The present invention relates to a color signal processing circuit for use in color television receivers.
In the present color television systems used in the world, a carrier chrominance signal is multiplexed with a luminance signal to produce a composite color video signal. A color subcarrier frequency is selected to a high frequency (3.58 MHz in the NTSC system) in the frequency band of the luminance signal and the bandwidth of color signals for amplitude-modulating the color subcarrier is considerably narrow as compared with that of the luminance signal.
The composite color video signal is separated in the color television receiver to the carrier chrominance signal and the luminance signal, and the carrier chrominance signal is applied to a color demodulation device where the color signals are recovered from the carrier chrominance signal. The recovered color signals are applied to the color cathode-ray tube. It is well known that cross-color disturbance generates color noises in a color picture when high frequency components of the luminance signal leak into the signal transmission path of the carrier chrominance signal applied to the color demodulation device. As described above, the bandwidth (0 to 500 kHz in the NTSC system) of color signals is considerably narrow as compared with that of luminance signal, and color-fringing components are, therefore, liable to be generated at front and back ends of color signals when produced at broadcasting stations. The color-fringing components are not eliminated at broadcasting stations and modulate, together with pure color signals, the color subcarrier. Accordingly, color-fringing is possibly caused at boundaries of objects in the reproduced picture at the receiving side and appears noticeably at a boundary between colored portion and white portion in the picture.

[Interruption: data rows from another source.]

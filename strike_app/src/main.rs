//! Headless session
//!
//! Drives the frame orchestrator with the in-process collaborators at a fixed
//! 60 Hz step: a scripted player shoots and throws at random, hostiles close
//! in and return fire, the weather cycles, and the game resets after death.
//! Useful for watching startup, pooling and hitch logs without a GPU.

use std::cell::Cell;
use std::path::Path;
use std::rc::Rc;

use rand::rngs::StdRng;
use rand::{Rng, SeedableRng};
use strike_engine::collaborators::{PlayerShot, RangedAttack, ThrowRequest};
use strike_engine::headless::{HeadlessProbes, HeadlessRig};
use strike_engine::prelude::*;

const CONFIG_PATH: &str = "strike.toml";
const STEP: f32 = 1.0 / 60.0;
const SESSION_SECONDS: f32 = 90.0;
const WEATHER_PERIOD: f32 = 20.0;
const STATS_PERIOD: f32 = 5.0;
const RESET_DELAY: f32 = 2.0;

/// Application errors
#[derive(thiserror::Error, Debug)]
enum AppError {
    #[error("Engine error: {0}")]
    Engine(#[from] EngineError),
}

/// Random player and hostile behaviour on top of the scripted fakes
struct Director {
    rng: StdRng,
    probes: HeadlessProbes,
}

impl Director {
    fn new(probes: HeadlessProbes) -> Self {
        probes.ai.borrow_mut().speed = 3.0;
        Self {
            rng: StdRng::seed_from_u64(7),
            probes,
        }
    }

    fn direct(&mut self, sim: &SimulationLoop) {
        if sim.state() != LoopState::Running {
            return;
        }
        let eye = sim.player_position() + Vec3::y() * sim.config().frame.eye_height;
        let hostiles = sim.hostiles();

        if !hostiles.is_empty() && self.rng.gen_bool(0.04) {
            let target = &hostiles[self.rng.gen_range(0..hostiles.len())];
            let spread = Vec3::new(
                self.rng.gen_range(-0.6..0.6),
                self.rng.gen_range(-0.6..0.6),
                self.rng.gen_range(-0.6..0.6),
            );
            self.probes.player.borrow_mut().queued_shots.push_back(PlayerShot {
                origin: eye,
                direction: target.center() + spread - eye,
            });
        }

        if self.rng.gen_bool(0.005) {
            let heading = self.rng.gen_range(0.0..std::f32::consts::TAU);
            self.probes.player.borrow_mut().queued_throws.push_back(ThrowRequest {
                origin: eye,
                velocity: Vec3::new(heading.cos() * 9.0, 4.0, heading.sin() * 9.0),
            });
        }

        for hostile in hostiles {
            if self.rng.gen_bool(0.002) {
                self.probes.ai.borrow_mut().queued_attacks.push_back(RangedAttack {
                    origin: hostile.center(),
                    hit: self.rng.gen_bool(0.4),
                    damage: 8.0,
                });
            }
        }
    }
}

fn load_config() -> EngineConfig {
    if !Path::new(CONFIG_PATH).exists() {
        log::info!("No {} found, using defaults", CONFIG_PATH);
        return EngineConfig::default();
    }
    match EngineConfig::load_from_file(CONFIG_PATH) {
        Ok(config) => {
            log::info!("Loaded {}", CONFIG_PATH);
            config
        }
        Err(e) => {
            log::warn!("Ignoring {}: {}", CONFIG_PATH, e);
            EngineConfig::default()
        }
    }
}

fn run() -> Result<(), AppError> {
    let config = load_config();
    let settings = config.settings.clone();
    let rig = HeadlessRig::new(0.0);
    let mut director = Director::new(rig.probes);
    let mut sim = SimulationLoop::create(Box::new(rig.surface), rig.collaborators, config)?;

    let loaded = Rc::new(Cell::new(false));
    let loaded_flag = Rc::clone(&loaded);
    sim.start(
        Box::new(|percent, key| log::info!("Loading {:>3}% {}", percent, key)),
        Box::new(move || loaded_flag.set(true)),
        settings,
    )?;
    sim.lock_pointer();

    let mut wall = Timer::new();
    let mut weather = IntervalTimer::new(WEATHER_PERIOD);
    let mut report = IntervalTimer::new(STATS_PERIOD);
    let mut paused_for = 0.0;
    let mut simulated = 0.0;

    while simulated < SESSION_SECONDS {
        director.direct(&sim);
        sim.tick(STEP)?;
        wall.update();

        if sim.state() == LoopState::Initializing || sim.state() == LoopState::Warmup {
            continue;
        }
        simulated += STEP;

        weather.advance(STEP);
        if weather.is_ready() {
            weather.consume();
            sim.cycle_weather();
        }

        report.advance(STEP);
        if report.is_ready() {
            report.consume();
            let stats = sim.stats();
            log::info!(
                "t={:.0}s hostiles={} pickups={} tracers={}/{} explosives={}/{} flash={:.2} audio={:?} weather={:?}",
                stats.elapsed,
                stats.hostiles,
                stats.pickups,
                stats.active_trails,
                stats.pooled_trails,
                stats.active_explosives,
                stats.pooled_explosives,
                stats.damage_flash,
                stats.audio_mode,
                stats.weather
            );
        }

        if sim.state() == LoopState::GameOverPaused {
            paused_for += STEP;
            if paused_for >= RESET_DELAY {
                paused_for = 0.0;
                sim.reset();
                sim.lock_pointer();
            }
        }
    }

    let stats = sim.stats();
    log::info!(
        "Session over: {} frames in {:.2}s wall ({:.0} fps), loaded={}, hitches={}, tracer pool {:?}",
        wall.frame_count(),
        wall.total_time(),
        wall.average_fps(),
        loaded.get(),
        stats.hitches,
        stats.trail_pool
    );
    sim.dispose();
    Ok(())
}

fn main() -> Result<(), Box<dyn std::error::Error>> {
    env_logger::Builder::from_default_env()
        .filter_level(log::LevelFilter::Info)
        .init();
    log::info!("Starting headless strike session");
    run()?;
    Ok(())
}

Cross-color disturbance appears in various forms on the screen. In a picture shown in FIG. 1 and including black, white and color portions B, W and C, for example, cross-color disturbance appears at boundaries X1 and X2 between black portion B and white portion W, boundary X3 between black portion B and colored portion C, and boundary X4 between colored portion C and white portion W. This is because the level of luminance signal changes abruptly at boundaries X1, X2, X3 and X4 and thus high frequency components of luminance signal leak into carrier chrominance signal.
Color-fringing is also caused at boundary X3 between black and color portions B and C and at boundary X4 between color and white portions C and W. This is because the carrier chrominance signal transmitted by broadcasting station already includes the color-fringing components, and the color signals recovered from the carrier chrominance signal cannot fade out abruptly at boundaries X3 and X4 to thereby intrude into black and white portions B and W. Color-fringing is visibly noticeable at the boundary X4 between color and white portions C and W.